This follows an initiative by the group of 20 major economies in the world (G20) to help lesser-developed countries mitigate the pandemic.
Treasury Cabinet Secretary Ukur Yatani in an interview with Reuters on Friday, May 15, argued that the debt relief may negatively impact the country’s credit rating.
G20 in April 2020 agreed to temporarily waive loan repayments by lesser economies, with an aim of freeing up over Ksh 2 trillion that would be channelled towards the fight against Covid-19.
Yatani asserted that the deal limited access to international capital markets for the period of the relief. He argued that the terms could be a stumbling block to the country’s ability to finance the deficit later on.
“We fear we might unnecessarily create a crisis,” Yatani was quoted as saying.
He revealed that Kenya was in advanced talks with Germany, Sweden, Japan, China, and France individually with the aim of securing an embargo on repayments that would last a year.
“We have not concluded (negotiations), but it is progressing well,” he added.
The publication further reported that the G20 initiative is exclusive to bilateral debt, however, it allows for participation from voluntary private lenders.
“The G20 debt relief initiative does not offer optimal benefit given the structure of Kenya’s debt portfolio.
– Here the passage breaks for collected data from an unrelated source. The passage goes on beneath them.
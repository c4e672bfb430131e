use std::time::Duration;
use tokio::time::Instant;

/// Deferred geometry recomputation; a new schedule replaces the pending one
#[derive(Debug, Clone)]
pub struct RefitDebounce {
    delay: Duration,
    deadline: Option<Instant>,
}

impl RefitDebounce {
    pub fn new(delay: Duration) -> Self {
        Self {
            delay,
            deadline: None,
        }
    }

    pub fn schedule(&mut self, now: Instant) -> Instant {
        let deadline = now + self.delay;
        self.deadline = Some(deadline);
        deadline
    }

    pub fn deadline(&self) -> Option<Instant> {
        self.deadline
    }

    pub fn is_pending(&self) -> bool {
        self.deadline.is_some()
    }

    /// Clear and report the pending refit if its deadline has passed
    pub fn take_due(&mut self, now: Instant) -> bool {
        match self.deadline {
            Some(deadline) if deadline <= now => {
                self.deadline = None;
                true
            }
            _ => false,
        }
    }

    pub fn cancel(&mut self) {
        self.deadline = None;
    }
}

#[cfg(test)]
mod tests {
    use super::*;

    #[test]
    fn test_schedule_supersedes() {
        let start = Instant::now();
        let mut debounce = RefitDebounce::new(Duration::from_millis(150));
        debounce.schedule(start);
        let later = debounce.schedule(start + Duration::from_millis(100));

        assert!(!debounce.take_due(start + Duration::from_millis(200)));
        assert!(debounce.take_due(later));
        assert!(!debounce.is_pending());
    }

    #[test]
    fn test_cancel() {
        let start = Instant::now();
        let mut debounce = RefitDebounce::new(Duration::from_millis(10));
        debounce.schedule(start);
        debounce.cancel();
        assert!(!debounce.take_due(start + Duration::from_secs(1)));
    }
}
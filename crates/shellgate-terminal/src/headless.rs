use shellgate_protocol::{SessionGeometry, TerminalOptions};
use vt100::Parser;

use super::surface::{TerminalSurface, Viewport};
use super::{DEFAULT_FONT_SIZE, DEFAULT_SCROLLBACK_LINES};

const MIN_COLUMNS: u16 = 2;
const MIN_ROWS: u16 = 1;

/// vt100-backed surface with no real renderer
///
/// Cells are sized from the font: 0.6em wide, 1.2em tall (times `line_height`).
pub struct HeadlessSurface {
    parser: Parser,
    viewport: Viewport,
    font_size: u16,
    options: TerminalOptions,
    scrollback_lines: usize,
    geometry: SessionGeometry,
    disposed: bool,
}

impl HeadlessSurface {
    pub fn new(viewport: Viewport) -> Self {
        let mut surface = Self {
            parser: Parser::new(MIN_ROWS, MIN_COLUMNS, DEFAULT_SCROLLBACK_LINES),
            viewport,
            font_size: DEFAULT_FONT_SIZE,
            options: TerminalOptions::default(),
            scrollback_lines: DEFAULT_SCROLLBACK_LINES,
            geometry: SessionGeometry::new(MIN_COLUMNS, MIN_ROWS),
            disposed: false,
        };
        surface.fit();
        surface
    }

    pub fn with_scrollback(mut self, lines: usize) -> Self {
        self.scrollback_lines = lines;
        self.rebuild();
        self
    }

    /// Plain text currently on screen
    pub fn contents(&self) -> String {
        self.parser.screen().contents()
    }

    pub fn geometry(&self) -> SessionGeometry {
        self.geometry
    }

    pub fn font_size(&self) -> u16 {
        self.font_size
    }

    pub fn options(&self) -> &TerminalOptions {
        &self.options
    }

    pub fn is_disposed(&self) -> bool {
        self.disposed
    }

    /// Cell size in pixels (width, height)
    fn cell_size(&self) -> (u32, u32) {
        let font = u32::from(self.font_size);
        let width = (font * 3 / 5).max(1);
        let height = match self.options.line_height {
            Some(factor) if factor > 0.0 => ((font * 6) as f32 / 5.0 * factor) as u32,
            _ => font * 6 / 5,
        };
        (width, height.max(1))
    }

    // Create a new parser with the current size, replaying what was on screen
    fn rebuild(&mut self) {
        let previous = self.parser.screen().contents_formatted();
        self.parser = Parser::new(self.geometry.rows, self.geometry.columns, self.scrollback_lines);
        self.parser.process(&previous);
    }
}

impl TerminalSurface for HeadlessSurface {
    fn write(&mut self, data: &[u8]) {
        if self.disposed {
            return;
        }
        self.parser.process(data);
    }

    fn fit(&mut self) -> SessionGeometry {
        let (cell_width, cell_height) = self.cell_size();
        let columns = (self.viewport.width / cell_width).clamp(u32::from(MIN_COLUMNS), u32::from(u16::MAX));
        let rows = (self.viewport.height / cell_height).clamp(u32::from(MIN_ROWS), u32::from(u16::MAX));
        let geometry = SessionGeometry::new(columns as u16, rows as u16);

        if geometry != self.geometry {
            log::trace!("Headless surface refit {} -> {}", self.geometry, geometry);
            self.geometry = geometry;
            self.rebuild();
        }
        geometry
    }

    fn set_font_size(&mut self, size: u16) {
        self.font_size = size.max(1);
    }

    fn apply_options(&mut self, options: &TerminalOptions) {
        if let Some(lines) = options.scrollback {
            if lines != self.scrollback_lines {
                self.scrollback_lines = lines;
                self.rebuild();
            }
        }
        if let Some(size) = options.font_size {
            self.set_font_size(size);
        }

        let merged = TerminalOptions {
            cursor_blink: options.cursor_blink.or(self.options.cursor_blink),
            scrollback: options.scrollback.or(self.options.scrollback),
            tab_stop_width: options.tab_stop_width.or(self.options.tab_stop_width),
            bell_style: options.bell_style.clone().or_else(|| self.options.bell_style.take()),
            font_size: options.font_size.or(self.options.font_size),
            font_family: options.font_family.clone().or_else(|| self.options.font_family.take()),
            letter_spacing: options.letter_spacing.or(self.options.letter_spacing),
            line_height: options.line_height.or(self.options.line_height),
        };
        self.options = merged;
    }

    fn set_viewport(&mut self, viewport: Viewport) {
        self.viewport = viewport;
    }

    fn dispose(&mut self) {
        self.disposed = true;
    }
}

#[cfg(test)]
mod tests {
    use super::*;

    #[test]
    fn test_default_viewport_fits_80x24() {
        let surface = HeadlessSurface::new(Viewport::default());
        assert_eq!(surface.geometry(), SessionGeometry::new(80, 24));
    }

    #[test]
    fn test_larger_font_means_fewer_cells() {
        let mut surface = HeadlessSurface::new(Viewport::default());
        surface.set_font_size(20);
        let geometry = surface.fit();
        assert_eq!(geometry, SessionGeometry::new(53, 16));
    }

    #[test]
    fn test_tiny_viewport_keeps_minimum() {
        let mut surface = HeadlessSurface::new(Viewport::new(1, 1));
        assert_eq!(surface.fit(), SessionGeometry::new(MIN_COLUMNS, MIN_ROWS));
    }

    #[test]
    fn test_write_renders_and_survives_refit() {
        let mut surface = HeadlessSurface::new(Viewport::default());
        surface.write(b"\x1b[32mhello\x1b[0m world");
        assert!(surface.contents().contains("hello world"));

        surface.set_viewport(Viewport::new(1280, 768));
        assert_eq!(surface.fit(), SessionGeometry::new(160, 48));
        assert!(surface.contents().contains("hello world"));
    }

    #[test]
    fn test_apply_options_merges() {
        let mut surface = HeadlessSurface::new(Viewport::default());
        surface.apply_options(&TerminalOptions {
            cursor_blink: Some(true),
            ..TerminalOptions::default()
        });
        surface.apply_options(&TerminalOptions {
            font_size: Some(16),
            ..TerminalOptions::default()
        });
        assert_eq!(surface.options().cursor_blink, Some(true));
        assert_eq!(surface.font_size(), 16);
    }

    #[test]
    fn test_disposed_surface_ignores_writes() {
        let mut surface = HeadlessSurface::new(Viewport::default());
        surface.dispose();
        surface.write(b"late");
        assert!(surface.is_disposed());
        assert!(!surface.contents().contains("late"));
    }
}
use clap::{Parser, Subcommand};
use std::path::PathBuf;

/// CLI arguments for shellgate
#[derive(Parser)]
#[command(name = "shellgate")]
#[command(about = "Session I/O bridge tooling for browser remote shells")]
#[command(version = "0.1.0")]
pub struct Cli {
    #[command(subcommand)]
    pub command: Commands,

    /// Bridge configuration file (TOML)
    #[arg(long, global = true, env = "SHELLGATE_CONFIG", value_name = "FILE")]
    pub config: Option<PathBuf>,
}

#[derive(Subcommand)]
pub enum Commands {
    /// Strip terminal control sequences from a raw session log
    Strip {
        /// Raw log to clean
        input: PathBuf,
        /// Write here instead of stdout
        #[arg(short, long)]
        output: Option<PathBuf>,
    },
    /// Show the bytes an on-screen keyboard key sends
    Keys {
        /// Character, or key name with --special (e.g. ArrowUp, F5, Esc)
        value: String,
        #[arg(long)]
        ctrl: bool,
        #[arg(long)]
        alt: bool,
        #[arg(long)]
        shift: bool,
        /// Treat VALUE as a named key
        #[arg(long)]
        special: bool,
    },
    /// Replay recorded inbound frames (one JSON object per line) through a bridge
    Replay {
        /// File of `{"event": ..., "payload": ...}` lines; `connect` opens the channel
        frames: PathBuf,
        /// Record a transcript while replaying
        #[arg(long)]
        record: bool,
        /// Directory for the transcript (default: current directory)
        #[arg(long, value_name = "DIR")]
        out: Option<PathBuf>,
    },
}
Every country adapts to the situation based on its own circumstances,” Yatani stated.
He revealed that Kenya owes Ksh 3 trillion ($28 billion) to external creditors and a third of it is owed to private creditors including holders of the country’s two Eurobonds
“Kenya is taking a cautious approach of seeking debt relief from bilateral creditors to safeguard its sovereign credit rating,” he stated, noting that the Covid-19 had resulted in an increase in the country’s budget deficit to 8.2 per cent of the GDP for the fiscal year ending June 2020.